Ethanol Reactions over the Surfaces of Noble Metal/Cerium Oxide Catalysts

This review focuses on the reactions of ethanol on the surfaces of platinum, palladium, rhodium and gold supported on ceria (of size 10-20 nm). The bimetallic compounds: Pt-Rh, Rh-Au, Rh-Pd, and Pt-Pd were also investigated. Initially this work was aimed at understanding the roles of the different components of automobile catalytic converters on the reactions of ethanol, which is used as a fuel additive. Some of the catalysts that showed high activity for ethanol oxidation were also investigated for hydrogen production. The addition of any of the above metals to CeO2 was found to suppress the oxidation of ethanol to acetates at room temperature, as there are fewer surface oxygen atoms available to oxidise the ethanol (the remaining oxygen atoms did not produce efficient oxidation).
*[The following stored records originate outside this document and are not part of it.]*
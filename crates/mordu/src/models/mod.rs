//! Data models

pub mod chat;
pub mod common;
pub mod mongo;
pub mod reading;
pub mod validate;

pub use chat::{ChatMessage, ChatSession, EditSnapshot, Role};
pub use common::{page_bounds, page_offset, PaginatedResponse};
pub use mongo::{ChatDoc, ReadingDoc};
pub use reading::{Reading, ReadingInput, ReadingSummary, Sex, Subject, Topic};
//! HTTP client for the mordu server API

use chrono::{DateTime, Utc};
use reqwest::StatusCode;
use serde::Deserialize;
use std::time::Duration;

use crate::error::{MorduError, MorduResult};
use crate::models::{ReadingInput, ReadingSummary, Subject};

/// Per-request timeout for client calls
pub const CLIENT_TIMEOUT: Duration = Duration::from_secs(10);

#[derive(Debug, Clone, Deserialize)]
pub struct CreatedReading {
    pub id: String,
    pub prediction: String,
    #[serde(rename = "createdAt")]
    pub created_at: DateTime<Utc>,
}

#[derive(Debug, Deserialize)]
struct HealthBody {
    status: String,
}

#[derive(Debug, Deserialize)]
struct PredictionBody {
    prediction: String,
}

#[derive(Debug, Deserialize)]
struct ReadingsBody {
    fortunes: Vec<ReadingSummary>,
}

pub struct ApiClient {
    http: reqwest::Client,
    base_url: String,
}

impl ApiClient {
    /// `base_url` is the server root, e.g. `http://localhost:3000`
    pub fn new(base_url: impl Into<String>) -> MorduResult<Self> {
        let http = reqwest::Client::builder()
            .timeout(CLIENT_TIMEOUT)
            .build()
            .map_err(|e| MorduError::Internal(format!("failed to build HTTP client: {}", e)))?;
        Ok(Self {
            http,
            base_url: base_url.into().trim_end_matches('/').to_string(),
        })
    }

    pub fn base_url(&self) -> &str {
        &self.base_url
    }

    fn url(&self, path: &str) -> String {
        format!("{}/api{}", self.base_url, path)
    }

    /// Liveness probe. True only when the server answers with status `OK`.
    pub async fn health(&self) -> MorduResult<bool> {
        let response = check(self.http.get(self.url("/health")).send().await?).await?;
        let body: HealthBody = response.json().await?;
        Ok(body.status == "OK")
    }

    pub async fn create_reading(&self, input: &ReadingInput) -> MorduResult<CreatedReading> {
        let response = self.http.post(self.url("/fortune")).json(input).send().await?;
        Ok(check(response).await?.json().await?)
    }

    /// Prediction only; nothing is stored server side
    pub async fn chat_prediction(&self, subject: &Subject, message: &str) -> MorduResult<String> {
        let response = self
            .http
            .post(self.url("/chat"))
            .json(&serde_json::json!({ "message": message, "userInfo": subject }))
            .send()
            .await?;
        let body: PredictionBody = check(response).await?.json().await?;
        Ok(body.prediction)
    }

    pub async fn list_readings(&self, page: u64, limit: u64) -> MorduResult<Vec<ReadingSummary>> {
        let response = self
            .http
            .get(self.url("/fortune"))
            .query(&[("page", page), ("limit", limit)])
            .send()
            .await?;
        let body: ReadingsBody = check(response).await?.json().await?;
        Ok(body.fortunes)
    }
}

/// Map non-success statuses onto the error kinds callers branch on
async fn check(response: reqwest::Response) -> MorduResult<reqwest::Response> {
    let status = response.status();
    if status.is_success() {
        return Ok(response);
    }
    let body = response.text().await.unwrap_or_default();
    Err(match status {
        StatusCode::BAD_REQUEST => MorduError::Validation(body),
        StatusCode::NOT_FOUND => MorduError::NotFound(body),
        s if s.is_server_error() => {
            MorduError::Connectivity(format!("server returned {}: {}", s, body))
        }
        s => MorduError::Internal(format!("unexpected status {}: {}", s, body)),
    })
}

#[cfg(test)]
mod tests {
    use super::*;
    use crate::models::{Sex, Topic};
    use serde_json::json;
    use wiremock::matchers::{body_partial_json, method, path, query_param};
    use wiremock::{Mock, MockServer, ResponseTemplate};

    fn input() -> ReadingInput {
        ReadingInput {
            subject: Subject {
                name: "A".into(),
                birthdate: "01/02/1990".into(),
                sex: Sex::Male,
                topic: Topic::Career,
            },
            text: "promotion?".into(),
            client_ref: Some("local-1".into()),
        }
    }

    #[tokio::test]
    async fn test_health() {
        let server = MockServer::start().await;
        Mock::given(method("GET"))
            .and(path("/api/health"))
            .respond_with(ResponseTemplate::new(200).set_body_json(json!({ "status": "OK" })))
            .mount(&server)
            .await;

        let api = ApiClient::new(format!("{}/", server.uri())).unwrap();
        assert!(api.health().await.unwrap());
    }

    #[tokio::test]
    async fn test_create_reading_sends_client_ref() {
        let server = MockServer::start().await;
        Mock::given(method("POST"))
            .and(path("/api/fortune"))
            .and(body_partial_json(json!({ "clientRef": "local-1", "topic": "career" })))
            .respond_with(ResponseTemplate::new(201).set_body_json(json!({
                "id": "srv-1",
                "prediction": "yes",
                "createdAt": "2025-01-01T00:00:00Z",
            })))
            .mount(&server)
            .await;

        let api = ApiClient::new(server.uri()).unwrap();
        let created = api.create_reading(&input()).await.unwrap();
        assert_eq!(created.id, "srv-1");
        assert_eq!(created.prediction, "yes");
    }

    #[tokio::test]
    async fn test_server_error_is_connectivity() {
        let server = MockServer::start().await;
        Mock::given(method("POST"))
            .respond_with(ResponseTemplate::new(503))
            .mount(&server)
            .await;

        let api = ApiClient::new(server.uri()).unwrap();
        let err = api.create_reading(&input()).await.unwrap_err();
        assert!(err.is_connectivity());
    }

    #[tokio::test]
    async fn test_unreachable_server_is_connectivity() {
        let api = ApiClient::new("http://127.0.0.1:9").unwrap();
        assert!(api.health().await.unwrap_err().is_connectivity());
    }

    #[tokio::test]
    async fn test_list_readings() {
        let server = MockServer::start().await;
        Mock::given(method("GET"))
            .and(path("/api/fortune"))
            .and(query_param("limit", "20"))
            .respond_with(ResponseTemplate::new(200).set_body_json(json!({
                "fortunes": [{
                    "id": "srv-1",
                    "name": "A",
                    "birthdate": "01/02/1990",
                    "sex": "male",
                    "topic": "career",
                    "text": "q",
                    "prediction": "p",
                    "created_at": "2025-01-01T00:00:00Z",
                }],
                "pagination": { "page": 1, "limit": 20, "total": 1, "pages": 1 },
                "source": "remote",
            })))
            .mount(&server)
            .await;

        let api = ApiClient::new(server.uri()).unwrap();
        let readings = api.list_readings(1, 20).await.unwrap();
        assert_eq!(readings.len(), 1);
        assert_eq!(readings[0].topic, Topic::Career);
    }
}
Ethanol dehydrogenation to acetaldehyde was facilitated by the presence of Pt or Pd; at higher temperatures the acetaldehyde condensed to other organic compounds, such as crotonaldehyde. By contrast, in the presence of Rh only traces of acetaldehyde or other organic compounds were seen on the surface, and detectable amounts of CO were found upon ethanol adsorption at room temperature. This indicates the powerful nature of Rh in breaking the carbon-carbon bond in ethanol. The effects of prior reduction were also investigated and clear differences were seen: for example, a shift in reaction selectivity is observed for the bimetallic Rh-containing catalysts. Methane was the dominant hydrocarbon on the reduced catalysts while acetaldehyde was the main product for the non-reduced ones. Hydrogen formation was monitored during steady state ethanol oxidation and Pt-Rh and Rh-Au were found to be the most active catalysts.